### REQUIRED WORK
Among these records, tally each line with the word "only"; the answer is that number alone.
■ ■ ■ ■ ■
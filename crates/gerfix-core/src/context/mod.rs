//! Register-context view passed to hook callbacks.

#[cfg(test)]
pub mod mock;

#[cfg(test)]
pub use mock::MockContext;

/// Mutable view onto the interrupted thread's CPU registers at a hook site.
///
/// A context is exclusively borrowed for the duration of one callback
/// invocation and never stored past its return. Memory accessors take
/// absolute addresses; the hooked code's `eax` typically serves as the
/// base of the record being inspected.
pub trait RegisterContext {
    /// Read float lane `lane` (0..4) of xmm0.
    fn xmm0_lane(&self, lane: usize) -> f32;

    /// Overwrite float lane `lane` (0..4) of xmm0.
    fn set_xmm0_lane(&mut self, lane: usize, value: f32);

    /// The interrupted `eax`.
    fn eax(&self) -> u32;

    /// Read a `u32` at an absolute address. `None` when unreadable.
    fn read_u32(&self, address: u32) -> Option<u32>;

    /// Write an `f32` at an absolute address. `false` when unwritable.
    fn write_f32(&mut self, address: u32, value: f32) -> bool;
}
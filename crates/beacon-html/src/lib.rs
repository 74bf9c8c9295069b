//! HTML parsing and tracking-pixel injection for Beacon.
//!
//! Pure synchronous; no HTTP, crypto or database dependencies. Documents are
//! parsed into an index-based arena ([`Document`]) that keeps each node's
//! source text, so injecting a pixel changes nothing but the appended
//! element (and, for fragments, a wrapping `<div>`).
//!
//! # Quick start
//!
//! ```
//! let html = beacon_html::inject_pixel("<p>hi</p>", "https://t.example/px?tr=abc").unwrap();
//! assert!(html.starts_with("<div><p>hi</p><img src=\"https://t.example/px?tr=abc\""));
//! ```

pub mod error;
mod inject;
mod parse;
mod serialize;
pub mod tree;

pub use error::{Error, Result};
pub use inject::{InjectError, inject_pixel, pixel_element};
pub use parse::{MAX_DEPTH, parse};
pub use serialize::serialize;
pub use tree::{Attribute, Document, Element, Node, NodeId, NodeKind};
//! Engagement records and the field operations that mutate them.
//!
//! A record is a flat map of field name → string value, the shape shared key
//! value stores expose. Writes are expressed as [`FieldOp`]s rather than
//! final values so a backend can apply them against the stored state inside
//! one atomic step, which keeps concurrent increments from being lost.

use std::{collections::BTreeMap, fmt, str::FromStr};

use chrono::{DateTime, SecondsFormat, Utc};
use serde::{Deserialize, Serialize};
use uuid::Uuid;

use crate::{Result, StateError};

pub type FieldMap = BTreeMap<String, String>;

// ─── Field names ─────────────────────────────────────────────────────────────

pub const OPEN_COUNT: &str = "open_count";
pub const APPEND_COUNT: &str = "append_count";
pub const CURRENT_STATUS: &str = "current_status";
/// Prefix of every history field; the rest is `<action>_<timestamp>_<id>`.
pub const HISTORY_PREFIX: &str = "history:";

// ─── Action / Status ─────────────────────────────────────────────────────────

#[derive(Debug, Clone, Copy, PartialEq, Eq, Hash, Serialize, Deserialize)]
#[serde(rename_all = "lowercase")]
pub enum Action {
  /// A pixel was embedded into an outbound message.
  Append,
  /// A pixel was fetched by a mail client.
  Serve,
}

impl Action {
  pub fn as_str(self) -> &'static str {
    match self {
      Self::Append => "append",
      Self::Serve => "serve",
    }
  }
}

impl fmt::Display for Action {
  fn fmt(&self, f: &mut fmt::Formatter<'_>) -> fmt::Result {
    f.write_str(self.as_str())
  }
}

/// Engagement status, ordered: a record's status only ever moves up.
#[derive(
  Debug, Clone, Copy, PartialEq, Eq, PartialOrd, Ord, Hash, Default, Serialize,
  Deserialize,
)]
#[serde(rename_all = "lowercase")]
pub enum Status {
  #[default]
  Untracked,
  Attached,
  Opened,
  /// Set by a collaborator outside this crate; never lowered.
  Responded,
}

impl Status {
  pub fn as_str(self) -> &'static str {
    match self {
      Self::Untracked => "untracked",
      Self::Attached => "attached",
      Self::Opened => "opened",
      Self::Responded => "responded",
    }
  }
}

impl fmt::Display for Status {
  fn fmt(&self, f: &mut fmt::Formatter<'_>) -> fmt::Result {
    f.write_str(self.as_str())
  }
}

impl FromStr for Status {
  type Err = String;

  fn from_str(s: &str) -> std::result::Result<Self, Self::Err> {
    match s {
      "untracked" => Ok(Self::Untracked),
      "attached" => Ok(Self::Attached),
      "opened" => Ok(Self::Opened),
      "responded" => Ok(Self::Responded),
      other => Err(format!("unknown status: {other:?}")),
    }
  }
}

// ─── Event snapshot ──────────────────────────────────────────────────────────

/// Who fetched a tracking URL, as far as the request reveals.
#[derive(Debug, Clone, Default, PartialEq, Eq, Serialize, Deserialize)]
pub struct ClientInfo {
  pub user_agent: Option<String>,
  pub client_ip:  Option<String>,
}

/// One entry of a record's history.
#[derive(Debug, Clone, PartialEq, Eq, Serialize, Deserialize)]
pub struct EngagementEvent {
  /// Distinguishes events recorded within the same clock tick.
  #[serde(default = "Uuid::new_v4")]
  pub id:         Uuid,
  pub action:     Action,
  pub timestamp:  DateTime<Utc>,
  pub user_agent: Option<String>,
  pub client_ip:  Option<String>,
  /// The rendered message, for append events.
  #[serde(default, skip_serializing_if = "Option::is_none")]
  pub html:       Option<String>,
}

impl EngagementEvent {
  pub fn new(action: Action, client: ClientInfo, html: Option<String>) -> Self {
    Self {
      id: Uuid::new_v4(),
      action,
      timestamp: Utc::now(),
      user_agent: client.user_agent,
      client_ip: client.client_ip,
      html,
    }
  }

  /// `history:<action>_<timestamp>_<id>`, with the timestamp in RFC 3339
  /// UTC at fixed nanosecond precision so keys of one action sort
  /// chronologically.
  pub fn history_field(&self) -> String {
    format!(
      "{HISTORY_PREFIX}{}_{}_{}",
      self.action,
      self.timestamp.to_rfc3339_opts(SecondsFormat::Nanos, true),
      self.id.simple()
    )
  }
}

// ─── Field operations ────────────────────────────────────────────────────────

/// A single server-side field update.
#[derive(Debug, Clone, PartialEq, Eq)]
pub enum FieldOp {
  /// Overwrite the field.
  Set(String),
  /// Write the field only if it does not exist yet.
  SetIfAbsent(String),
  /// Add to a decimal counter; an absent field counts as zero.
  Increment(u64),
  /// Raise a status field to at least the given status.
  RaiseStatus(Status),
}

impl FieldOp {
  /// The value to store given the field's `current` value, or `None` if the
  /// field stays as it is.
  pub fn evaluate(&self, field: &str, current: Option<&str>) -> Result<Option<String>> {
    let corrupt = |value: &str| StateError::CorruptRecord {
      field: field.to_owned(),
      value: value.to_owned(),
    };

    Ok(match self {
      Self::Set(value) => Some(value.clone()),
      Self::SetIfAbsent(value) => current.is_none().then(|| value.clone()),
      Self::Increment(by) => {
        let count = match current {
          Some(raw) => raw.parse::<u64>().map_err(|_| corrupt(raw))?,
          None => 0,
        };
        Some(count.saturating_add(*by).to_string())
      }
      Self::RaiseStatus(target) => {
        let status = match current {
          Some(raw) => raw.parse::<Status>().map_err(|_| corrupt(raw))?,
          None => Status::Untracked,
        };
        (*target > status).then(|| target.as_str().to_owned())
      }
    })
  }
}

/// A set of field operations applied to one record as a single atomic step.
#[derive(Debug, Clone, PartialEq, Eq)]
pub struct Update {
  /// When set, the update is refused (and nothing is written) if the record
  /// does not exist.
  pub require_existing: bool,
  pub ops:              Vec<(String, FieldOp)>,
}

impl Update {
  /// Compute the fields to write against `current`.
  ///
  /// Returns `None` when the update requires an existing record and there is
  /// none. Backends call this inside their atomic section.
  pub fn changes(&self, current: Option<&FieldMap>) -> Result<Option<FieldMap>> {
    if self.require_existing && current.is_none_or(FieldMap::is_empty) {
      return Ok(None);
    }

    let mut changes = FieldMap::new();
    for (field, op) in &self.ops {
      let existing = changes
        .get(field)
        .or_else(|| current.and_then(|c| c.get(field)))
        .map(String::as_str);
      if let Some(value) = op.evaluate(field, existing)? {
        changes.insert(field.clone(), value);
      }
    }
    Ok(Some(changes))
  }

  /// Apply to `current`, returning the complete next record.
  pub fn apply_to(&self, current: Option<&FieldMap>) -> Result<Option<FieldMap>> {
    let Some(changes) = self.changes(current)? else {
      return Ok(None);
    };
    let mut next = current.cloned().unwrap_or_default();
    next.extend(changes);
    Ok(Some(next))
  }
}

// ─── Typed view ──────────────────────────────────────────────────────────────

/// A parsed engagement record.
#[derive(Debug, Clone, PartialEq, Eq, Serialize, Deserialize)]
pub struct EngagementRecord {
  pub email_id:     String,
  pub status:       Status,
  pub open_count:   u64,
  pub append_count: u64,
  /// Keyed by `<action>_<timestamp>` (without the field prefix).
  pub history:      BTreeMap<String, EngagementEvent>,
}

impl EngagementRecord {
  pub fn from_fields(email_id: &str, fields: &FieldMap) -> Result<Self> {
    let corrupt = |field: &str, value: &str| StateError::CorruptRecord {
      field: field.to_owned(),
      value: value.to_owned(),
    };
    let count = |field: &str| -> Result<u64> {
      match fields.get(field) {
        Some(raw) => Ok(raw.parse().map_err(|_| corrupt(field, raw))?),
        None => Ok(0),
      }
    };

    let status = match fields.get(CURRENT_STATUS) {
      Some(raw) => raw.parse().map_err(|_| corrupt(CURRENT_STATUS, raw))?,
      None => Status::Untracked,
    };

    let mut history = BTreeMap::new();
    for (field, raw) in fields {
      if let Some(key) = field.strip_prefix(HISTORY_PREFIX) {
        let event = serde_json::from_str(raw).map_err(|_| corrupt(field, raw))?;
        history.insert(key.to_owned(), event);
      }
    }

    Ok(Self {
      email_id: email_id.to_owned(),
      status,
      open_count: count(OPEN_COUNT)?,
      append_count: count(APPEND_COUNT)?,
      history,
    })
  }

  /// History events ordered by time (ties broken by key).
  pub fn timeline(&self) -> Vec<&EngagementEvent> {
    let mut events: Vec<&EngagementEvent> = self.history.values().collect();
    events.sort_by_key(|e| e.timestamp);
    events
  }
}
■ ■ ■ ■ ■
### EXERCISE RESPONSE
2